Looking at the login history for google, a couple of strange logins…
Seems that Robin has been traveling a lot these last couple of hours, and using Chrome and Firefox (she does not) … Tumwater is kind of close to home.
Now on to those accounts, first Nordstrom. Yep, several payment methods added to our account – all of them stolen cards. Over a $1,000 in purchases (perfume) sent to different addresses around the US. Quick call to Nordstrom and it’s taken care of. Note: one of the packages was being delivered to Robin at our address.
Head over to Costco. Yep, same thing added payment methods for cards that are not ours, orders sent to multiple deliveries – one of them the same name and address from the Nordstrom order.
On to Apple.com … One Gen 4 Apple TV to be delivered to Robin at our address on a new payment method – a card that was not ours.

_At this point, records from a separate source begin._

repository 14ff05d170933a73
use std::collections::HashMap;
use std::path::Path;

use thiserror::Error;
use tracing::info;

const EMBEDDED_TABLE: &str = include_str!("../../config/company_symbols.json");

#[derive(Debug, Error)]
pub enum SymbolTableError {
    #[error("failed to read symbol table: {0}")]
    Io(#[from] std::io::Error),
    #[error("failed to parse symbol table: {0}")]
    Json(#[from] serde_json::Error),
}

/// Company name to ticker lookup backed by a JSON table.
#[derive(Debug, Clone)]
pub struct SymbolResolver {
    table: HashMap<String, String>,
}

impl SymbolResolver {
    /// Loads the table at `path`, or the table shipped with the binary when `None`.
    pub fn load(path: Option<&Path>) -> Result<Self, SymbolTableError> {
        let resolver = match path {
            Some(path) => Self::from_json(&std::fs::read_to_string(path)?)?,
            None => Self::from_json(EMBEDDED_TABLE)?,
        };
        info!(
            "Loaded {} company symbols from {}",
            resolver.len(),
            path.map_or_else(|| "embedded table".to_string(), |p| p.display().to_string())
        );
        Ok(resolver)
    }

    pub fn from_json(raw: &str) -> Result<Self, SymbolTableError> {
        let entries: HashMap<String, String> = serde_json::from_str(raw)?;
        let table = entries
            .into_iter()
            .map(|(name, ticker)| (normalize(&name), ticker))
            .collect();
        Ok(Self { table })
    }

    pub fn resolve(&self, company: &str) -> Option<&str> {
        self.table.get(&normalize(company)).map(String::as_str)
    }

    pub fn len(&self) -> usize {
        self.table.len()
    }

    pub fn is_empty(&self) -> bool {
        self.table.is_empty()
    }
}

fn normalize(name: &str) -> String {
    name.trim().to_lowercase()
}

#[cfg(test)]
mod tests {
    use super::*;

    #[test]
    fn test_embedded_table_resolves_known_companies() {
        let resolver = SymbolResolver::load(None).unwrap();

        assert_eq!(resolver.resolve("apple"), Some("AAPL"));
        assert_eq!(resolver.resolve("alphabet"), Some("GOOG"));
        assert_eq!(resolver.resolve("state bank of india"), Some("SBIN.NS"));
        assert_eq!(resolver.len(), 28);
    }

    #[test]
    fn test_lookup_ignores_case_and_padding() {
        let resolver = SymbolResolver::load(None).unwrap();
        assert_eq!(resolver.resolve("  Tata Motors "), Some("TATAMOTORS.NS"));
        assert_eq!(resolver.resolve("NVIDIA"), Some("NVDA"));
    }

    #[test]
    fn test_unknown_company() {
        let resolver = SymbolResolver::from_json(r#"{"Acme Corp": "ACME"}"#).unwrap();
        assert_eq!(resolver.resolve("acme corp"), Some("ACME"));
        assert_eq!(resolver.resolve("globex"), None);
    }

    #[test]
    fn test_malformed_table() {
        assert!(matches!(
            SymbolResolver::from_json(r#"["apple"]"#),
            Err(SymbolTableError::Json(_))
        ));
    }
}
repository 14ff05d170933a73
use chrono::NaiveDate;
use serde::{Deserialize, Serialize};

/// A single daily closing price for a ticker.
#[derive(Debug, Clone, Copy, PartialEq, Serialize, Deserialize)]
pub struct PricePoint {
    pub date: NaiveDate,
    pub close: f64,
}

impl PricePoint {
    pub fn new(date: NaiveDate, close: f64) -> Self {
        Self { date, close }
    }
}

/// Daily closing prices ordered by strictly increasing date.
///
/// Provider data is not trusted to be ordered, so construction sorts by date
/// and keeps the last observation when a date appears more than once.
#[derive(Debug, Clone, Default, PartialEq)]
pub struct PriceSeries {
    points: Vec<PricePoint>,
}

impl PriceSeries {
    pub fn new(mut points: Vec<PricePoint>) -> Self {
        // stable sort keeps provider order within a date, so the later duplicate wins below
        points.sort_by_key(|p| p.date);

        let mut deduped: Vec<PricePoint> = Vec::with_capacity(points.len());
        for point in points {
            match deduped.last_mut() {
                Some(last) if last.date == point.date => *last = point,
                _ => deduped.push(point),
            }
        }

        Self { points: deduped }
    }

    pub fn len(&self) -> usize {
        self.points.len()
    }

    pub fn is_empty(&self) -> bool {
        self.points.is_empty()
    }

    pub fn closes(&self) -> Vec<f64> {
        self.points.iter().map(|p| p.close).collect()
    }

    pub fn last_date(&self) -> Option<NaiveDate> {
        self.points.last().map(|p| p.date)
    }
}
use axum::extract::State;
use axum::routing::post;
use axum::{Json, Router};
use tracing::{info, warn};

use crate::models::{AdviceRequest, AdviceResponse};
use crate::state::AppState;

pub fn router() -> Router<AppState> {
    Router::new().route("/ai-advice", post(get_advice))
}

pub async fn get_advice(
    State(state): State<AppState>,
    Json(request): Json<AdviceRequest>,
) -> Json<AdviceResponse> {
    info!(
        "POST /ai-advice - {} ({} predictions)",
        request.company,
        request.predictions.len()
    );

    let Some(advisor) = state.advisor.as_ref() else {
        warn!("Advice requested but no advice provider is configured");
        return Json(AdviceResponse::Error {
            error: "Advice service is not configured".to_string(),
        });
    };

    match advisor.advise(&request.company, &request.predictions).await {
        Ok(advice) => Json(AdviceResponse::Advice { advice }),
        Err(e) => {
            warn!("Advice request for {} failed: {}", request.company, e);
            Json(AdviceResponse::Error {
                error: e.to_string(),
            })
        }
    }
}
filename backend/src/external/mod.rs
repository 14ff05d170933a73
pub mod price_provider;
pub mod yahoo;
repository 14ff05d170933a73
use std::time::Duration;

use async_trait::async_trait;
use reqwest::Client;
use serde::{Deserialize, Serialize};
use thiserror::Error;
use tracing::{error, info};

use crate::models::Prediction;

const OPENROUTER_URL: &str = "https://openrouter.ai/api/v1/chat/completions";
const NO_ADVICE: &str = "No advice available.";

#[derive(Debug, Error)]
pub enum AdviceError {
    #[error("OpenRouter request failed: {0}")]
    Network(String),
    #[error("API call failed with status {0}")]
    Status(u16),
    #[error("invalid response: {0}")]
    InvalidResponse(String),
    #[error("request timed out")]
    Timeout,
}

/// Configuration for the advice service
#[derive(Debug, Clone)]
pub struct AdviceConfig {
    pub api_key: String,
    pub model: String,
    pub referer: String,
    pub title: String,
}

impl AdviceConfig {
    pub fn new(api_key: String, model: String) -> Self {
        Self {
            api_key,
            model,
            referer: "http://localhost:3000".to_string(),
            title: "StockAdvisor".to_string(),
        }
    }
}

/// Produces free-text investment advice from a forecast.
#[async_trait]
pub trait AdviceProvider: Send + Sync {
    async fn advise(&self, company: &str, predictions: &[Prediction]) -> Result<String, AdviceError>;
}

pub fn build_advice_prompt(company: &str, predictions: &[Prediction]) -> String {
    let mut prompt = format!(
        "Based on the following 30-day predicted stock prices for {}, suggest how long someone \
         should invest in it to make a reasonable profit. Be concise and realistic.\n\n",
        company
    );
    for p in predictions {
        prompt.push_str(&format!("{}: ${}\n", p.date, p.predicted_close));
    }
    prompt
}

#[derive(Debug, Serialize)]
struct ChatRequest {
    model: String,
    messages: Vec<ChatMessage>,
}

#[derive(Debug, Serialize)]
struct ChatMessage {
    role: String,
    content: String,
}

#[derive(Debug, Deserialize)]
struct ChatResponse {
    #[serde(default)]
    choices: Vec<ChatChoice>,
}

#[derive(Debug, Deserialize)]
struct ChatChoice {
    message: Option<ChatResponseMessage>,
}

#[derive(Debug, Deserialize)]
struct ChatResponseMessage {
    content: Option<String>,
}

fn extract_advice(response: ChatResponse) -> String {
    response
        .choices
        .into_iter()
        .next()
        .and_then(|c| c.message)
        .and_then(|m| m.content)
        .unwrap_or_else(|| NO_ADVICE.to_string())
}

/// OpenRouter chat-completions client.
pub struct OpenRouterAdvisor {
    config: AdviceConfig,
    client: Client,
}

impl OpenRouterAdvisor {
    pub fn new(config: AdviceConfig) -> Result<Self, AdviceError> {
        let client = Client::builder()
            .timeout(Duration::from_secs(30))
            .build()
            .map_err(|e| AdviceError::Network(e.to_string()))?;

        Ok(Self { config, client })
    }
}

#[async_trait]
impl AdviceProvider for OpenRouterAdvisor {
    async fn advise(&self, company: &str, predictions: &[Prediction]) -> Result<String, AdviceError> {
        info!(
            "Requesting advice for {} ({} predictions, model: {})",
            company,
            predictions.len(),
            self.config.model
        );

        let request = ChatRequest {
            model: self.config.model.clone(),
            messages: vec![ChatMessage {
                role: "user".to_string(),
                content: build_advice_prompt(company, predictions),
            }],
        };

        let response = self
            .client
            .post(OPENROUTER_URL)
            .header("Authorization", format!("Bearer {}", self.config.api_key))
            .header("HTTP-Referer", &self.config.referer)
            .header("X-Title", &self.config.title)
            .json(&request)
            .send()
            .await
            .map_err(|e| {
                if e.is_timeout() {
                    AdviceError::Timeout
                } else {
                    AdviceError::Network(e.to_string())
                }
            })?;

        let status = response.status();
        if !status.is_success() {
            error!("Advice API returned HTTP {} for {}", status, company);
            return Err(AdviceError::Status(status.as_u16()));
        }

        let body: ChatResponse = response
            .json()
            .await
            .map_err(|e| AdviceError::InvalidResponse(e.to_string()))?;

        Ok(extract_advice(body))
    }
}

#[cfg(test)]
mod tests {
    use super::*;

    #[test]
    fn test_prompt_lists_every_prediction() {
        let predictions = vec![
            Prediction {
                date: "2025-02-01".to_string(),
                predicted_close: 231.5,
            },
            Prediction {
                date: "2025-02-02".to_string(),
                predicted_close: 233.07,
            },
        ];

        let prompt = build_advice_prompt("AAPL", &predictions);

        assert!(prompt.starts_with(
            "Based on the following 30-day predicted stock prices for AAPL, suggest how long"
        ));
        assert!(prompt.ends_with("2025-02-01: $231.5\n2025-02-02: $233.07\n"));
    }

    #[test]
    fn test_extract_advice_takes_first_choice() {
        let body: ChatResponse = serde_json::from_str(
            r#"{"choices":[{"message":{"role":"assistant","content":"Hold for 3 weeks."}}]}"#,
        )
        .unwrap();
        assert_eq!(extract_advice(body), "Hold for 3 weeks.");
    }

    #[test]
    fn test_extract_advice_defaults_when_missing() {
        let body: ChatResponse = serde_json::from_str(r#"{"id":"x"}"#).unwrap();
        assert_eq!(extract_advice(body), NO_ADVICE);

        let body: ChatResponse = serde_json::from_str(r#"{"choices":[{}]}"#).unwrap();
        assert_eq!(extract_advice(body), NO_ADVICE);
    }

    #[test]
    fn test_status_error_message() {
        assert_eq!(
            AdviceError::Status(401).to_string(),
            "API call failed with status 401"
        );
    }
}
use tracing::debug;

use crate::errors::ForecastError;
use crate::services::regressor::{SequenceRegressor, Window};

/// Runs the regressor autoregressively for `steps` steps.
///
/// Each prediction is appended to the output and fed back as the newest
/// value of the next window; ground truth is never consulted again, so errors
/// compound over the horizon. Steps are strictly sequential.
///
/// A failed or non-finite prediction aborts the whole run.
pub fn forecast<R>(
    initial: Window,
    steps: usize,
    regressor: &R,
) -> Result<Vec<f64>, ForecastError>
where
    R: SequenceRegressor + ?Sized,
{
    let width = initial.len();
    let mut window = initial;
    let mut output = Vec::with_capacity(steps);

    for step in 0..steps {
        debug_assert_eq!(window.len(), width);

        let yhat = regressor
            .predict_one(&window)
            .map_err(|e| ForecastError::ModelInference(format!("step {}: {}", step + 1, e)))?;

        if !yhat.is_finite() {
            return Err(ForecastError::ModelInference(format!(
                "step {}: model returned non-finite value {}",
                step + 1,
                yhat
            )));
        }

        output.push(yhat);
        window = window.advance(yhat);
    }

    debug!("Forecast engine produced {} steps over a {}-value window", output.len(), width);
    Ok(output)
}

So it was tense couple of hours as I tracked this stuff down, and give Robin a quick education in two factor authentication.
So two things that worried me, why have some of these items delivered to our home. When Robin signed onto her Costco account it worked, which meant they had not changed her password.
So it turns out that Robin has the same password for both Costco and her email. She assures me that these are the only accounts using that password.
So the good news is I stopped them dead in their tracks. All their orders have been cancelled and they no longer have access to Robin’s mail.
However, two packages were slated to be delivered to our door, and there is that Tumwater address… Good thing we have a camera on the front porch. I just might work from home for a couple of days this week…
Oh, and a quick phone call to godaddy.com where the domain startconfig.com is parked to let them know it’s been misbehaving.